According to figures mentioned by The Independent​, agriculture drives around 80% of global deforestation with around 450,000sq km of deforested land in Brazil used to house the country’s population of around 200m cows.

Findings from Brazil’s National Institute for Space Research reveal that there have been more than 75,000 fires in the Amazon rainforest this year – an 84% increase year on year and the highest number since records began in 2013.

“When is enough enough? For me it is now!” the pub’s operator Richard Bell explained. “In protest at the extreme selfish ignorance of our appalling current political leaders, the Three Stags is entirely boycotting all beef products as from Monday 2 September.

“Our diet must change because we cannot continue to exploit the planet so wantonly.

“What mankind is doing to the Amazon in order to feed beef to billions of greedy mouths is deplorable and, although my business is not vegetarian or vegan, I feel the responsibility not to sell beef as a statement to my customers and other restaurant and pub operators.”

Amazon (3)

Meat-obsessed

A founding member of The Sustainable Restaurants Association (SRA), the Three Stags will continue to offer meat on its menu for now because Bell believes sustainable agriculture should be encouraged.

“I will continue to proudly support Daphne’s Welsh Lamb, Creedy Carver and Norfolk Black free-range forest chickens and free-range Blythburgh pork,” he explained.

“Until the west’s obsession with eating meat is overcome, the man-made disaster of climate change will continue. Rainforests will continue to disappear to grow soya (to feed cows) that have more vitamins and nutrients and protein than the beef!

“Maybe one day the Three Stags will be a vegan restaurant but in the meantime I implore you to take an interest at least in what is happening in Brazil, come and enjoy what we have to offer and embrace a diet without beef.”

cow 1

Reimagining roast

Bell, who has introduced beehives on the Three Stags’ roof and supported environmental projects in Bali and South Africa since taking over at the pub, hopes to incorporate more meat alternatives on his menu in the near future.

“Personally, I am excited to join the fast-growing movement of plant-based meat substitutes like pioneering companies such as Beyond Meat, Impossible Foods and Moving Mountains that are so cleverly infiltrating the fast food industry such as KFC, Burger King and Greggs,” he said.

What’s more Andrew Stephen, chief executive of the SRA called upon pubs to reinvent menu staples with sustainability in mind.

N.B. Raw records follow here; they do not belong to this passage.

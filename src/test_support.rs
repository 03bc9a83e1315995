//! A minimal in-memory [`Capabilities`] implementation shared by the unit
//! tests in `commands::*`. Not part of the public API.

use std::collections::HashMap;
use std::sync::Mutex;

use async_trait::async_trait;
use bytes::Bytes;

use crate::capabilities::{
    ArticleCaps, GroupCaps, GroupListingCaps, LoginCaps, PostOutcome, PostingCaps, Privilege,
};
use crate::session::state::{Article, ArticleRange, Group};
use crate::wildmat::WildMat;

#[derive(Default)]
pub struct FakeCaps {
    groups: Mutex<HashMap<Bytes, (i64, i64, i64)>>,
    articles: Mutex<HashMap<Bytes, Bytes>>,
}

impl FakeCaps {
    pub fn with_article(id: &[u8], content: &[u8]) -> Self {
        let caps = Self::default();
        caps.articles
            .lock()
            .unwrap()
            .insert(Bytes::copy_from_slice(id), Bytes::copy_from_slice(content));
        caps
    }

    pub fn with_group(name: &[u8], count: i64, low: i64, high: i64) -> Self {
        let caps = Self::default();
        caps.groups
            .lock()
            .unwrap()
            .insert(Bytes::copy_from_slice(name), (count, low, high));
        caps
    }
}

#[async_trait]
impl GroupCaps for FakeCaps {
    async fn get_group(&self, g: &mut Group) -> bool {
        if let Some(&(count, low, high)) = self.groups.lock().unwrap().get(g.name.as_ref()) {
            g.count = count;
            g.low = low;
            g.high = high;
            true
        } else {
            false
        }
    }

    async fn list_group(&self, _g: &Group, _first: i64, _last: i64, _out: &mut Vec<u8>) {}

    async fn cursor_move_group(&self, _g: &Group, _i: i64, _backward: bool) -> Option<(i64, Bytes)> {
        None
    }
}

#[async_trait]
impl ArticleCaps for FakeCaps {
    async fn stat_article(&self, a: &mut Article) -> bool {
        match &a.message_id {
            Some(id) => self.articles.lock().unwrap().contains_key(id),
            None => false,
        }
    }

    async fn get_article(&self, a: &mut Article, _head: bool, _body: bool, out: &mut Vec<u8>) -> bool {
        let Some(id) = a.message_id.clone() else {
            return false;
        };
        match self.articles.lock().unwrap().get(&id) {
            Some(content) => {
                out.extend_from_slice(content);
                true
            }
            None => false,
        }
    }

    async fn write_overview(&self, ar: &ArticleRange, out: &mut Vec<u8>) -> bool {
        if ar.article.message_id.is_none() && ar.article.group.is_none() {
            return false;
        }
        crate::helpers::append_uint(out, ar.article.number.unwrap_or(0));
        out.extend_from_slice(b"\tSubject: hi\t...\r\n");
        true
    }

    async fn write_header(&self, header: &[u8], ar: &ArticleRange, out: &mut Vec<u8>) -> bool {
        if ar.article.message_id.is_none() && ar.article.group.is_none() {
            return false;
        }
        crate::helpers::append_uint(out, ar.article.number.unwrap_or(0));
        out.push(b' ');
        out.extend_from_slice(header);
        out.extend_from_slice(b"\r\n");
        true
    }
}

#[async_trait]
impl PostingCaps for FakeCaps {
    async fn check_post_id(&self, id: &[u8]) -> (bool, bool) {
        let wanted = !self.articles.lock().unwrap().contains_key(id);
        (wanted, true)
    }

    async fn check_post(&self) -> bool {
        true
    }

    async fn perform_post(&self, id: Option<&[u8]>, article: &[u8]) -> PostOutcome {
        let id = id
            .map(Bytes::copy_from_slice)
            .unwrap_or_else(|| Bytes::from_static(b"<generated@test>"));
        self.articles
            .lock()
            .unwrap()
            .insert(id, Bytes::copy_from_slice(article));
        PostOutcome::Accepted
    }
}

#[async_trait]
impl GroupListingCaps for FakeCaps {
    async fn list_groups(&self, _wm: Option<&WildMat>, out: &mut Vec<u8>) -> bool {
        for name in self.groups.lock().unwrap().keys() {
            out.extend_from_slice(name);
            out.extend_from_slice(b"\r\n");
        }
        true
    }
}

#[async_trait]
impl LoginCaps for FakeCaps {
    async fn authinfo_done(&self) -> bool {
        false
    }

    async fn check_privilege(&self, _p: Privilege) -> bool {
        true
    }

    async fn authinfo_user_only(&self, _user: &[u8]) -> bool {
        false
    }

    async fn authinfo_user_pass(&self, user: &[u8], password: &[u8]) -> bool {
        user == b"alice" && password == b"hunter2"
    }
}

“The Sunday roast is a terrific British tradition,” he explained. “Like many traditions, it’s evolving to keep pace with the changing tastes of the nation driven by a combination of factors including the environment, health, time pressures, the potential for waste and a desire to eat a more varied diet.

“The SRA has, for the past two years, been calling on restaurants and the wider foodservice sector to ‘flip the menu’ and increase the proportion of veg-led dishes on their menu to decrease their impact on the planet.

“High street brands like Wagamama and Zizzi have enjoyed success doing just that, followed by fast food giants like KFC and Greggs.

“If we can reimagine sausage rolls and burgers, then why not a Sunday roast?”